We see one of HPL’s classic book-lists in Curwen’s library: “Hermes Trismegistus in Mesnard's edition,
the Turba Philosophorum, Geber's Liber Investigationis, and Artephius's Key of
Wisdom all were there; with the cabbalistic Zohar, Peter Jammy's set of
Albertus Magnus, Raymond Lully's Ars Magna et Ultima in Zetsner's edition,
Roger Bacon's Thesaurus Chemicus, Fludd's Clavis Alchimiae, and Trithemius's De
Lapide Philosophico crowding them close. Mediaeval Jews and Arabs were
represented in profusion, and Mr.
Merritt turned pale when, upon taking down a
fine volume conspicuously labelled as the Qanoon-e-Islam, he found it was in
truth the forbidden Necronomicon of the mad Arab Abdul Alhazred” Of course
every one of the books (or at least authors)

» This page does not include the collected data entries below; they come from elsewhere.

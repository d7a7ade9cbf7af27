//! Canonical logging macros

/// Log the start of an operation
///
/// ```
/// # use openclimate_core::log_op_start;
/// log_op_start!("nation_states");
/// log_op_start!("nation_states", index = 3);
/// ```
#[macro_export]
macro_rules! log_op_start {
    ($op:expr) => {
        tracing::info!(
            component = module_path!(),
            op = $op,
            event = $crate::core_types::schema::EVENT_START,
        );
    };
    ($op:expr, $($field:tt)*) => {
        tracing::info!(
            component = module_path!(),
            op = $op,
            event = $crate::core_types::schema::EVENT_START,
            $($field)*
        );
    };
}

/// Log the successful end of an operation
///
/// ```
/// # use openclimate_core::log_op_end;
/// log_op_end!("nation_states", duration_ms = 4);
/// ```
#[macro_export]
macro_rules! log_op_end {
    ($op:expr, duration_ms = $duration:expr) => {
        tracing::info!(
            component = module_path!(),
            op = $op,
            event = $crate::core_types::schema::EVENT_END,
            duration_ms = $duration,
        );
    };
    ($op:expr, duration_ms = $duration:expr, $($field:tt)*) => {
        tracing::info!(
            component = module_path!(),
            op = $op,
            event = $crate::core_types::schema::EVENT_END,
            duration_ms = $duration,
            $($field)*
        );
    };
}

/// Log an operation error with its kind and stable code
///
/// ```
/// # use openclimate_core::{log_op_error, ExError, ExErrorKind};
/// let err = ExError::new(ExErrorKind::NotFound);
/// log_op_error!("dashboard", err, duration_ms = 1);
/// ```
#[macro_export]
macro_rules! log_op_error {
    ($op:expr, $err:expr, duration_ms = $duration:expr) => {{
        let ex_err: $crate::errors::ExError = $err.into();
        tracing::error!(
            component = module_path!(),
            op = $op,
            event = $crate::core_types::schema::EVENT_END_ERROR,
            duration_ms = $duration,
            err_kind = ?ex_err.kind(),
            err_code = ex_err.code(),
        );
    }};
    ($op:expr, $err:expr, duration_ms = $duration:expr, $($field:tt)*) => {{
        let ex_err: $crate::errors::ExError = $err.into();
        tracing::error!(
            component = module_path!(),
            op = $op,
            event = $crate::core_types::schema::EVENT_END_ERROR,
            duration_ms = $duration,
            err_kind = ?ex_err.kind(),
            err_code = ex_err.code(),
            $($field)*
        );
    }};
}
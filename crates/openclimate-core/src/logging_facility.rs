//! Structured logging facility
//!
//! - Single initialization point via `init(profile)`
//! - Lifecycle macros (`log_op_start!`, `log_op_end!`, `log_op_error!`)
//! - Test capture mode for asserting emitted events
//!
//! ```rust
//! use openclimate_core::logging_facility::{init, Profile};
//!
//! init(Profile::Development);
//! ```
//!
//! The engine and the CLI own lifecycle events; the store and repositories
//! only emit `tracing::debug!` details.

pub mod init;
pub mod macros;
pub mod test_capture;

pub use init::{init, Profile};
pub use test_capture::{init_test_capture, CapturedEvent, TestCapture};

apart from the ol’ Nec is quite findable by the diligent bibliophile.
In
time we discover that Curwen has been trying to perfect a means of raising the
Dead by rendering their corpses into ‘essential saltes’. These physical essences
can then produce restored bodies through the application of proper ritual. The
sorcerer begins importing the stolen corpses of ancient magicians seeking to
learn ever-greater secrets. His activities at last draw the ire of the town,
and he is harried out of his house. His underground dens and laboratories are
discovered but not destroyed, only to be rediscovered by Curwen’s descendant
Ward.
We see that Curwen is part of a network of wizards, several of which are
interested in his efforts. We see correspondence between them, one example of
which includes what may be Lovecraft’s most influential quote in modern magic: “I say to you againe, doe not call up Any
that you can not put downe; by the Which I meane, Any that can in Turne call up
Somewhat against you, whereby your Powerfullest Devices may not be of use. Ask
of the Lesser, lest the Greater shal not wish to Answer, and shal commande more
than you.”
If I had a nickel for every time I’ve seen a variant of this quoted as if it
came from an actual occult source, I’d have a pile of nickels.
Curwen
and his associates are depicted as participating in the New England witch cult
that we have seen before. They convoke and attend the sabbat and participate
together in their alchemical experiments. Alongside chemistry they discuss
their ritual work.
One
of the few descriptions of a solitary Mythos ritual is worth quoting at length.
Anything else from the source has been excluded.